# Collected data

BEGIN

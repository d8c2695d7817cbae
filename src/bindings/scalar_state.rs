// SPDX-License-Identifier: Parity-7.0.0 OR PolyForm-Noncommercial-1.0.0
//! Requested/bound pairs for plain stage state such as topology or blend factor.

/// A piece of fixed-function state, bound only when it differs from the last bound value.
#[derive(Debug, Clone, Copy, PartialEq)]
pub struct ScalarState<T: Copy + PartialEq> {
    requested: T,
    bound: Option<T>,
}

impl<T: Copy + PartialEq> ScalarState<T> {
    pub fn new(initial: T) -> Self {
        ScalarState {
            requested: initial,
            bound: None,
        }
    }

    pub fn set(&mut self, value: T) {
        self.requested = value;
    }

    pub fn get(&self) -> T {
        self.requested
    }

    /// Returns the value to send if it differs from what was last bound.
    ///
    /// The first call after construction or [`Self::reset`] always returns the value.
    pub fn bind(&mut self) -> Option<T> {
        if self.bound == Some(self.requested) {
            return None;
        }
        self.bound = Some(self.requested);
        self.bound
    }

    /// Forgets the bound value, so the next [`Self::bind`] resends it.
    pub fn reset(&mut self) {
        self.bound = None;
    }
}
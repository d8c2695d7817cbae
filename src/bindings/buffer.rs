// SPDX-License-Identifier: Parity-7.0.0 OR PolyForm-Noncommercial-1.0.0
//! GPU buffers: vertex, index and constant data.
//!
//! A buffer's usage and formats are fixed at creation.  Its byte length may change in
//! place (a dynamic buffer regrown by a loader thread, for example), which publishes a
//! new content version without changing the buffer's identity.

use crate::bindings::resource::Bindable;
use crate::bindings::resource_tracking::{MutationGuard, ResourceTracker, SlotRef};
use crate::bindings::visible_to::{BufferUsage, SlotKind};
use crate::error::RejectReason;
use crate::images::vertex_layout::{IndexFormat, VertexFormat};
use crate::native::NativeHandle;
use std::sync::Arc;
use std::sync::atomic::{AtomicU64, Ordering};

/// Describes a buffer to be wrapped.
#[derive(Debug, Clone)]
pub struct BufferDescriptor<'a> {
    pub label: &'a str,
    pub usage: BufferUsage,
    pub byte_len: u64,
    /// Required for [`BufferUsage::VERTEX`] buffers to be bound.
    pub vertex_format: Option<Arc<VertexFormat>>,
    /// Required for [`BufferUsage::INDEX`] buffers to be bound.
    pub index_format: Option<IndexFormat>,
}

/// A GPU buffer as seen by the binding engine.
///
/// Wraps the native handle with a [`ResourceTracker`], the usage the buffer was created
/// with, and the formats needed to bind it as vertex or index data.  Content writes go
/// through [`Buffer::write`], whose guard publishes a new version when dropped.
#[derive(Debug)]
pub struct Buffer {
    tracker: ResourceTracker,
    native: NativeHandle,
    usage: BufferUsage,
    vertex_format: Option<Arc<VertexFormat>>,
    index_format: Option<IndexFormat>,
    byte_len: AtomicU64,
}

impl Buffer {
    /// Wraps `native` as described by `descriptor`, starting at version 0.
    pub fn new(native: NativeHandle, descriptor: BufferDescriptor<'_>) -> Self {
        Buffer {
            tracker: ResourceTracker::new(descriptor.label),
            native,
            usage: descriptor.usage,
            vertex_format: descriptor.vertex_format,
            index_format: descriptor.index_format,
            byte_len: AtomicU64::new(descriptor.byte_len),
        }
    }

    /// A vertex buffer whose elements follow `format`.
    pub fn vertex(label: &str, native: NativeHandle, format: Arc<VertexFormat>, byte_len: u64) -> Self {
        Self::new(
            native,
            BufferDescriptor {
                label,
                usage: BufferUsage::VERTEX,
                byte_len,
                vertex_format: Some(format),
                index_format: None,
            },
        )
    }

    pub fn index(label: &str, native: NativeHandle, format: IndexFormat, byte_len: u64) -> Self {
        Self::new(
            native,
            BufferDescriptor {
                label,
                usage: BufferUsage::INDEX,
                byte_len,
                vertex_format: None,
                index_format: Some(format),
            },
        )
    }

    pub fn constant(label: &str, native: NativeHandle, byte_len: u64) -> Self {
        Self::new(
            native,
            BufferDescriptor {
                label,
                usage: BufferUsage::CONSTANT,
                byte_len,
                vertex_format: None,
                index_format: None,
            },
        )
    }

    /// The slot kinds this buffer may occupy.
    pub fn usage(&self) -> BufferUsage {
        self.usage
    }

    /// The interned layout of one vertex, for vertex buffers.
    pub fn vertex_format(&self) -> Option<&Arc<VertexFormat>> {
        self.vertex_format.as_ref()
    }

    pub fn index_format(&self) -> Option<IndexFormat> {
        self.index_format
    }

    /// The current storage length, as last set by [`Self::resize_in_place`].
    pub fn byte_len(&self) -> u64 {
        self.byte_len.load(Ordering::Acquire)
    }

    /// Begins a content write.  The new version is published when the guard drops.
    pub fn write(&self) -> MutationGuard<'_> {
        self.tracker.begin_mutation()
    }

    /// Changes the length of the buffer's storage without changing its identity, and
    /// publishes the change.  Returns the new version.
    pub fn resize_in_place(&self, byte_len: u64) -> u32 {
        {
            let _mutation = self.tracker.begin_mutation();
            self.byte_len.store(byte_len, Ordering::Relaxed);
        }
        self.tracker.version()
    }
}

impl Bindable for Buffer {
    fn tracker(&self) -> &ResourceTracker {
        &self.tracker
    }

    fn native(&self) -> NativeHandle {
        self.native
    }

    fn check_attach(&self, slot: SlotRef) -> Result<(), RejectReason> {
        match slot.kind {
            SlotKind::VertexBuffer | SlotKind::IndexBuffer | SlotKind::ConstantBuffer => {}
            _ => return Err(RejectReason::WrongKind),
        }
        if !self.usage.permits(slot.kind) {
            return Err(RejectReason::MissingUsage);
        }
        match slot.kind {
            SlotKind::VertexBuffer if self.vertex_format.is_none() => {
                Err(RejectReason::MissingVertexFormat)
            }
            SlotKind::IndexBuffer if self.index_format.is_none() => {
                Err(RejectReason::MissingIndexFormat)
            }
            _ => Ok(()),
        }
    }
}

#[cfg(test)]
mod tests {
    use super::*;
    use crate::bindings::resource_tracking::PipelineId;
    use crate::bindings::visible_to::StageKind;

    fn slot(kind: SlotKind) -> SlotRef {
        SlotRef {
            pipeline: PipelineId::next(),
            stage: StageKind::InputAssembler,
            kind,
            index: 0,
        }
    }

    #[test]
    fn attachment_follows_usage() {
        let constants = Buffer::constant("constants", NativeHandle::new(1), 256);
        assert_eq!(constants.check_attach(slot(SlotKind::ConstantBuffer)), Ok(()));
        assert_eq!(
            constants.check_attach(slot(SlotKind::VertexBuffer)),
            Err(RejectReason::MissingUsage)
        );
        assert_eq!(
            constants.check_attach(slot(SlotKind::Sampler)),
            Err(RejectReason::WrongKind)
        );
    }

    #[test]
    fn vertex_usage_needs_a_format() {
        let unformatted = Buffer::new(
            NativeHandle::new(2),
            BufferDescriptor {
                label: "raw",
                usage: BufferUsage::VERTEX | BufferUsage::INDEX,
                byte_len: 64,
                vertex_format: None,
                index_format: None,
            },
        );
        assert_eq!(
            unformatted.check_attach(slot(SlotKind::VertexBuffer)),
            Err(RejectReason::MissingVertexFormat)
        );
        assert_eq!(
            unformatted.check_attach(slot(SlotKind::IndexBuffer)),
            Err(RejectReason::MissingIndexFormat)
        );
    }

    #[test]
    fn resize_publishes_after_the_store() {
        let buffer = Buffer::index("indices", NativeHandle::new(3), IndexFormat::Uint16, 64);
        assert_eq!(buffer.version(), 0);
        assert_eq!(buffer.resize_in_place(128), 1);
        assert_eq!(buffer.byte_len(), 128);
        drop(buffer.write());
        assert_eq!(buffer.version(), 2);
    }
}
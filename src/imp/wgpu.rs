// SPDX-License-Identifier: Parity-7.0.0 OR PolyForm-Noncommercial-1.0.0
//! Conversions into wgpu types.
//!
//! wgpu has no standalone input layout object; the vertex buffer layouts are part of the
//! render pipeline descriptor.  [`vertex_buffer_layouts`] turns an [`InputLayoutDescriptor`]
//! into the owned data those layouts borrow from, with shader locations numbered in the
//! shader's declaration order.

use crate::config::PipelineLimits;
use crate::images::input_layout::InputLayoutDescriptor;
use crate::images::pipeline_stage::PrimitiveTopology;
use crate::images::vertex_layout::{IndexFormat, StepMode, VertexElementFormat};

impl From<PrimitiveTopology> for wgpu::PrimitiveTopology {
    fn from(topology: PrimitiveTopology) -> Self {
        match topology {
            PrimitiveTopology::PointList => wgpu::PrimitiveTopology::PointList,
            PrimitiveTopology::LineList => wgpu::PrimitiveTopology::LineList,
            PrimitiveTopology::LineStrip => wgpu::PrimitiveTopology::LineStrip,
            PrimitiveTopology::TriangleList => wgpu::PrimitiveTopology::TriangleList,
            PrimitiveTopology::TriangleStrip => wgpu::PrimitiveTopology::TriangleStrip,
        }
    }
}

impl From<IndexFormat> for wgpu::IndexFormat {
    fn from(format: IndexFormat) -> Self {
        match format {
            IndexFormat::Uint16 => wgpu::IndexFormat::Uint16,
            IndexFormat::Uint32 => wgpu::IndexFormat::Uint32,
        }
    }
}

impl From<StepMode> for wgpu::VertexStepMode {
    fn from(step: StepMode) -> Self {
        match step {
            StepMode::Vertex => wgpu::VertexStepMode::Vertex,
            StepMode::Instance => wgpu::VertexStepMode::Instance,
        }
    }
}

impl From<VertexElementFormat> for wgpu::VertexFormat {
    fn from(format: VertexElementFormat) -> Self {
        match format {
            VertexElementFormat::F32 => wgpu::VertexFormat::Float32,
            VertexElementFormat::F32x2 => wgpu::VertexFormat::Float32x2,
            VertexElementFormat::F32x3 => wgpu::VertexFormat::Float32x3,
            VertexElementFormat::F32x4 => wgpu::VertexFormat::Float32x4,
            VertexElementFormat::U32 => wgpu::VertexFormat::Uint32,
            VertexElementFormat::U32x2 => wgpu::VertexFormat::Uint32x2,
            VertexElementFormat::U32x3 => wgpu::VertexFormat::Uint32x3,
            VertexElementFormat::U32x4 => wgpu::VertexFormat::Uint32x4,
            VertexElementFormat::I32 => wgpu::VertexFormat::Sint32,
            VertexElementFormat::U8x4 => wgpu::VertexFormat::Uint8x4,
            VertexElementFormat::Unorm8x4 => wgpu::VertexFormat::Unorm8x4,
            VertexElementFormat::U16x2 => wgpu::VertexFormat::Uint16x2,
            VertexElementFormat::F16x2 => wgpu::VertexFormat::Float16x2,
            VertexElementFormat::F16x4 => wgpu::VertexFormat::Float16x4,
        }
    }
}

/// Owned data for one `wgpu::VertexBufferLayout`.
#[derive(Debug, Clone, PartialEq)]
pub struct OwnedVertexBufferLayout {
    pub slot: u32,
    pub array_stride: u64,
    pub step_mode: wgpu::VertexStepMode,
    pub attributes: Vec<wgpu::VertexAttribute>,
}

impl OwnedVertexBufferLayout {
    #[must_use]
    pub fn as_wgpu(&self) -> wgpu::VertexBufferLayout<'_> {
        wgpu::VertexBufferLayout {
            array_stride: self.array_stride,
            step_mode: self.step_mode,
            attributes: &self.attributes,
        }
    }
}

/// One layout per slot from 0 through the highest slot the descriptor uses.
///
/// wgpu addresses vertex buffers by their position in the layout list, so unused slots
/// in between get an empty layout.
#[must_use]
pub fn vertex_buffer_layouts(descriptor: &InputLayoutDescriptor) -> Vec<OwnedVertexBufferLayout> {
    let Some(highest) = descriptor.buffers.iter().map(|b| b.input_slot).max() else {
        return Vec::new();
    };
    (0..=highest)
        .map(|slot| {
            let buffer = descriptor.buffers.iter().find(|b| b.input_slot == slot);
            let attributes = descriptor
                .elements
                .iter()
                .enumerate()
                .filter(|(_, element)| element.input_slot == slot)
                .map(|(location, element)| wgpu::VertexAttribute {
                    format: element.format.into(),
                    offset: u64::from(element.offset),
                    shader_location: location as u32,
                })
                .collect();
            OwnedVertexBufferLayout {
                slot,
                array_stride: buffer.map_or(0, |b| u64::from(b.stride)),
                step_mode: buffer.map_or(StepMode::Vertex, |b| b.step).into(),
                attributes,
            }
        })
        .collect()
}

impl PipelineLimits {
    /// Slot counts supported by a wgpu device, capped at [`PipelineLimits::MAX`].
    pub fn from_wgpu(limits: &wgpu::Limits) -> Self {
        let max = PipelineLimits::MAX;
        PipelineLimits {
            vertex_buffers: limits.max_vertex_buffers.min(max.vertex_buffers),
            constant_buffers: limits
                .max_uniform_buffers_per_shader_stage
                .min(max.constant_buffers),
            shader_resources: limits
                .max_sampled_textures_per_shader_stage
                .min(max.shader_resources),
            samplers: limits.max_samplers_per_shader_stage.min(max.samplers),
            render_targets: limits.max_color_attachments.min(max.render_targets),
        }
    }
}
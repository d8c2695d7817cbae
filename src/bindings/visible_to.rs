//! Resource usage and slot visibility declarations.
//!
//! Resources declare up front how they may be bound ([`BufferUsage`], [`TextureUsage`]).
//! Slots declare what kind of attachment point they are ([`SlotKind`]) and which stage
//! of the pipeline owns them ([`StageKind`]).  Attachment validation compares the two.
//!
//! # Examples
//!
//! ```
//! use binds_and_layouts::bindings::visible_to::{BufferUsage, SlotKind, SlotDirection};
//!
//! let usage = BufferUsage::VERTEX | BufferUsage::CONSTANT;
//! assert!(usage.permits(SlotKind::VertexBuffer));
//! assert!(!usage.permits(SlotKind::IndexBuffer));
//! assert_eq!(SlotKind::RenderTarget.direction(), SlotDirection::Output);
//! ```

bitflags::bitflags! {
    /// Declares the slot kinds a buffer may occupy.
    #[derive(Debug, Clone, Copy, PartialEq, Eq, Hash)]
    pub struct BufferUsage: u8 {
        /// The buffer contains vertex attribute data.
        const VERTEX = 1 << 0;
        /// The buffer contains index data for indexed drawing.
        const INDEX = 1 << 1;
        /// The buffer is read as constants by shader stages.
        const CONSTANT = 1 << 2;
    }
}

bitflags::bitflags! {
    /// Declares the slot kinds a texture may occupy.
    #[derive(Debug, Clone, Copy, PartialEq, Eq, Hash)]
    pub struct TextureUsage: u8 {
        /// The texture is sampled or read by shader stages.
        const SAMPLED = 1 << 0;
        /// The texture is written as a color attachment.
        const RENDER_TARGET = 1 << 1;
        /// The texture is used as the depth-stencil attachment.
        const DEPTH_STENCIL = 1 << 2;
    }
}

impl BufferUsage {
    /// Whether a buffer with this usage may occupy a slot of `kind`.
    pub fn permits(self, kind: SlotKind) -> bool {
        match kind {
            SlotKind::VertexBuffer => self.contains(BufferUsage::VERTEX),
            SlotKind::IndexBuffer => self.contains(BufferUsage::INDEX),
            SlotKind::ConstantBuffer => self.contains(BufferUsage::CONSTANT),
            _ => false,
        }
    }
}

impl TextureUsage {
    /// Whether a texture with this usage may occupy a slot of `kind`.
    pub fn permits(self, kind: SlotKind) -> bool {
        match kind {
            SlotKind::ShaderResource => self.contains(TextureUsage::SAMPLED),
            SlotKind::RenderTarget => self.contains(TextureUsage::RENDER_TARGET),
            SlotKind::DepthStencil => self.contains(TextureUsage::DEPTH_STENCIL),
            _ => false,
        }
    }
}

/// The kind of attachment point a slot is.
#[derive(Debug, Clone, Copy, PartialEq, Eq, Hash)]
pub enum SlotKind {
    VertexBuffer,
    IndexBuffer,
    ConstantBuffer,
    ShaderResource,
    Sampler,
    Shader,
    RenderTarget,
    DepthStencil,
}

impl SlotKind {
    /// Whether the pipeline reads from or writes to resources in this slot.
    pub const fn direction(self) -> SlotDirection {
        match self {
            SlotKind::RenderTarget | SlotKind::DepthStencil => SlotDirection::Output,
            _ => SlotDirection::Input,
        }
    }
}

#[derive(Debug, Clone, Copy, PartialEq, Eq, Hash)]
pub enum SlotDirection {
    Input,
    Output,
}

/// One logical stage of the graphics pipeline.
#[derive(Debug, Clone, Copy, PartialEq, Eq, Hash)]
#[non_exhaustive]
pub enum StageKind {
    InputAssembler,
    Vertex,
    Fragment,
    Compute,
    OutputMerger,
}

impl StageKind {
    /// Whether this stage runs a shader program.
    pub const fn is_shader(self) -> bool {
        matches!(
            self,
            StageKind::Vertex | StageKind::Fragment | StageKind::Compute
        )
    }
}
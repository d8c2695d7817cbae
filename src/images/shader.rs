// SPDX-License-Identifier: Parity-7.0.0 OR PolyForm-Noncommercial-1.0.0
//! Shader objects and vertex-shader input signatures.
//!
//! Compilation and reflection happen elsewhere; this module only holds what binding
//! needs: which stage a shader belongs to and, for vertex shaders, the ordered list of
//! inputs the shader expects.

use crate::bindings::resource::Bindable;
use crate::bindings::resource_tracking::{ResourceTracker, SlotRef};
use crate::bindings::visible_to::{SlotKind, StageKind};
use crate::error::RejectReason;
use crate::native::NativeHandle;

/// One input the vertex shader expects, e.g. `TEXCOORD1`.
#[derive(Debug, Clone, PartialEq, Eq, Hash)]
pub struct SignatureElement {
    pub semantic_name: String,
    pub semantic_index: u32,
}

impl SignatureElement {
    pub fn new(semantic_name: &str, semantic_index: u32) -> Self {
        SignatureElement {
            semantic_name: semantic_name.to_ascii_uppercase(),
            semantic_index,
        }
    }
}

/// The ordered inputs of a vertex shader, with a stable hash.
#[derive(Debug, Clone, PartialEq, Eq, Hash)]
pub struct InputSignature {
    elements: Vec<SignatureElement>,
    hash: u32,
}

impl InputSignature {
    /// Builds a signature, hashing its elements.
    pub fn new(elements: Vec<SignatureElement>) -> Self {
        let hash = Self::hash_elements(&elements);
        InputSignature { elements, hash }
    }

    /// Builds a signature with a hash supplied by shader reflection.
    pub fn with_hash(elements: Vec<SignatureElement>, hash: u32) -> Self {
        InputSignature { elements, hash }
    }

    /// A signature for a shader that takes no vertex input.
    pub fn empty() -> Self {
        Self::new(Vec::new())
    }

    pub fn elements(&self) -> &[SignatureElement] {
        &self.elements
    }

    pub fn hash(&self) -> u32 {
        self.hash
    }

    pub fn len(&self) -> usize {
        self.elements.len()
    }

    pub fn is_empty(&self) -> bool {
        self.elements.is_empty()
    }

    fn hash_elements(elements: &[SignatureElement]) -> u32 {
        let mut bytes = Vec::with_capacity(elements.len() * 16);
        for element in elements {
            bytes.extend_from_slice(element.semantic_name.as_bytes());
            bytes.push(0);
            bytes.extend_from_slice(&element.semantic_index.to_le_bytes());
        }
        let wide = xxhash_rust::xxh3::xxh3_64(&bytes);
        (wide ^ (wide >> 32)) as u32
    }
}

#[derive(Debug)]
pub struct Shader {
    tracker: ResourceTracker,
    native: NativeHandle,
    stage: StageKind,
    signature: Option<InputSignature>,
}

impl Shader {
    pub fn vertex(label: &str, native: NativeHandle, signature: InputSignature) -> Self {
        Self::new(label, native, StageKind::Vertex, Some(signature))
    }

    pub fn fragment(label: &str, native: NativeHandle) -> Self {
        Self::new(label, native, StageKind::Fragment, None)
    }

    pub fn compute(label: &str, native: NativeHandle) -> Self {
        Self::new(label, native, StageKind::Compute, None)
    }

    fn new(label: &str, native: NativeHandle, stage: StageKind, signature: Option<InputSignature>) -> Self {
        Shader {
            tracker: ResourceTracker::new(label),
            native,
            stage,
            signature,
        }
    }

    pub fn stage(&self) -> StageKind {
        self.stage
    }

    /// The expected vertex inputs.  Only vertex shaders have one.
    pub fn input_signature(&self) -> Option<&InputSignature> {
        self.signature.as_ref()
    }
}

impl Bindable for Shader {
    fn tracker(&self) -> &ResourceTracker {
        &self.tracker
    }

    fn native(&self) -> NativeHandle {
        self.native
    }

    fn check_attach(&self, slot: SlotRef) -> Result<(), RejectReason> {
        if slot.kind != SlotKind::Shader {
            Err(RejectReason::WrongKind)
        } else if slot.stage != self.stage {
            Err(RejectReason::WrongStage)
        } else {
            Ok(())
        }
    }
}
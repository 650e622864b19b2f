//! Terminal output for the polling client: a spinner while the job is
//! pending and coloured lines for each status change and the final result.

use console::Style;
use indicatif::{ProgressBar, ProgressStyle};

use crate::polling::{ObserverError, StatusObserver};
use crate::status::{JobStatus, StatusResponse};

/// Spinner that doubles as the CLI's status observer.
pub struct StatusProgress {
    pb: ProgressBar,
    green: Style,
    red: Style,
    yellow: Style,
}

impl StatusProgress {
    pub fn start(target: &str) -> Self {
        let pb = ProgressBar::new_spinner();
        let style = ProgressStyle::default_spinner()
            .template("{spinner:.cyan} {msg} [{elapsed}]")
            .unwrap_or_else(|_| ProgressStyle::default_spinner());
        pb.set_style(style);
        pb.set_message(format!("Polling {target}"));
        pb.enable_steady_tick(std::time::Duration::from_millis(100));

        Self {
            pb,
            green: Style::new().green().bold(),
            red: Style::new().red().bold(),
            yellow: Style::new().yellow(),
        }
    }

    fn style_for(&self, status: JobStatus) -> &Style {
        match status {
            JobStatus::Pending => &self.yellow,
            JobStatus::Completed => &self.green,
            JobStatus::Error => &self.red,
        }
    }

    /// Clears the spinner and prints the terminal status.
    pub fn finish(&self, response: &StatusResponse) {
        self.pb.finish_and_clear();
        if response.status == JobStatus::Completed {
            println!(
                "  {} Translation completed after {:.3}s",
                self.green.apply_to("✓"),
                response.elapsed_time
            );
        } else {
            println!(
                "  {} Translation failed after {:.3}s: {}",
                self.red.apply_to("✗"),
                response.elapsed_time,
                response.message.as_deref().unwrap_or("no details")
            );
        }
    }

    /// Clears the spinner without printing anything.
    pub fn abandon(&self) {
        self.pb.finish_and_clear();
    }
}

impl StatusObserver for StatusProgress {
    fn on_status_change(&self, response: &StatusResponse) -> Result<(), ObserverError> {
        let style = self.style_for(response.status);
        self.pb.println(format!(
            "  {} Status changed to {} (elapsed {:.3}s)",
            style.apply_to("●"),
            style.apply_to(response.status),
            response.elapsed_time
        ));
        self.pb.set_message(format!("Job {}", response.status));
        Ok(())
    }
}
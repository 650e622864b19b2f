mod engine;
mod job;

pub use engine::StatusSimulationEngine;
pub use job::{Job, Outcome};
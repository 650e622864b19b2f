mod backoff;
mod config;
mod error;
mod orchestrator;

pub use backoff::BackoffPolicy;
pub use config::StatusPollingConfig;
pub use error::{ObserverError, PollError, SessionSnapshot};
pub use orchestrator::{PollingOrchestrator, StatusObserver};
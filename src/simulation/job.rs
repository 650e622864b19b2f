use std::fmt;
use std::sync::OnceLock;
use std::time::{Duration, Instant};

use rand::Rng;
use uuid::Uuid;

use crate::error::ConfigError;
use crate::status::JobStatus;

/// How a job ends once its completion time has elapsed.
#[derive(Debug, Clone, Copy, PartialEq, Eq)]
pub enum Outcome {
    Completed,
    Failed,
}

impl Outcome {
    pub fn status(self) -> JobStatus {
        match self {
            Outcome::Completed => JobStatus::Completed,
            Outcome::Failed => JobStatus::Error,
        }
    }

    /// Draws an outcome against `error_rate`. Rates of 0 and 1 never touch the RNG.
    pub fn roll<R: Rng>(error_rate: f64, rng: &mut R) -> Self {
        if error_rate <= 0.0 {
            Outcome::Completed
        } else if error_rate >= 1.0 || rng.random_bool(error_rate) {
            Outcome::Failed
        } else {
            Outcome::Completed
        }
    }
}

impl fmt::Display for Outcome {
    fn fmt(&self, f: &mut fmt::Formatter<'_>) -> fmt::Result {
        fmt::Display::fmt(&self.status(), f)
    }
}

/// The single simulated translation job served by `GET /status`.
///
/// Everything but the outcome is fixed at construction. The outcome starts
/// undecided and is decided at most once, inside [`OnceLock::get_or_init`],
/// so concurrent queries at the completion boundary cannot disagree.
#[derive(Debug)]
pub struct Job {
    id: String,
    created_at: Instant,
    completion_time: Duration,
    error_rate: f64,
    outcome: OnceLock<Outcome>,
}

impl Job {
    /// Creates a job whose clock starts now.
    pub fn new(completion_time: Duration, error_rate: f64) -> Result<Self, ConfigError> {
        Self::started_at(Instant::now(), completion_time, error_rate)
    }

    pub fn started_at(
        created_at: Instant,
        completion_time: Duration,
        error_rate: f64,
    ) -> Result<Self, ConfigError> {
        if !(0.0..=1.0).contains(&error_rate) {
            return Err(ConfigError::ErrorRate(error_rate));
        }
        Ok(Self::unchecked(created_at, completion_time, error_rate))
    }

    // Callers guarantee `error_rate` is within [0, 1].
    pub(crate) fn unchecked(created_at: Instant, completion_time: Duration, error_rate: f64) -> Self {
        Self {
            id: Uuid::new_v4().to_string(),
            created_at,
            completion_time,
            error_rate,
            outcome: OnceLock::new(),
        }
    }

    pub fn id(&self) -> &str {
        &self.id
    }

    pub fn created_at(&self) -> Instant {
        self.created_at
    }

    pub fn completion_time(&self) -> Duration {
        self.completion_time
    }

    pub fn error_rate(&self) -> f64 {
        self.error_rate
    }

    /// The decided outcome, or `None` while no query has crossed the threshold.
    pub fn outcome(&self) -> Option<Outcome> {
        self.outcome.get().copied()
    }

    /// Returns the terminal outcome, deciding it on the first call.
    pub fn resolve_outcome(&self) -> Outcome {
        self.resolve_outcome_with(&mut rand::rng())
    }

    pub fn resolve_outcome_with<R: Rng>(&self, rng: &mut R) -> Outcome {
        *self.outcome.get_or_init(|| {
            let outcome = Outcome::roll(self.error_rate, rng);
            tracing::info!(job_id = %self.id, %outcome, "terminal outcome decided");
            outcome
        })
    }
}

END

# How to complete this task
What is needed is an exact copy of the entries above, from the first line through the line holding "#[derive(Debug, Clone, Copy, PartialEq)]", with both of those lines kept; please give nothing else.

# Your response
repository d8c2695d7817cbae
filename src/bindings/scalar_state.rs
// SPDX-License-Identifier: Parity-7.0.0 OR PolyForm-Noncommercial-1.0.0
//! Requested/bound pairs for plain stage state such as topology or blend factor.

/// A piece of fixed-function state, bound only when it differs from the last bound value.
#[derive(Debug, Clone, Copy, PartialEq)]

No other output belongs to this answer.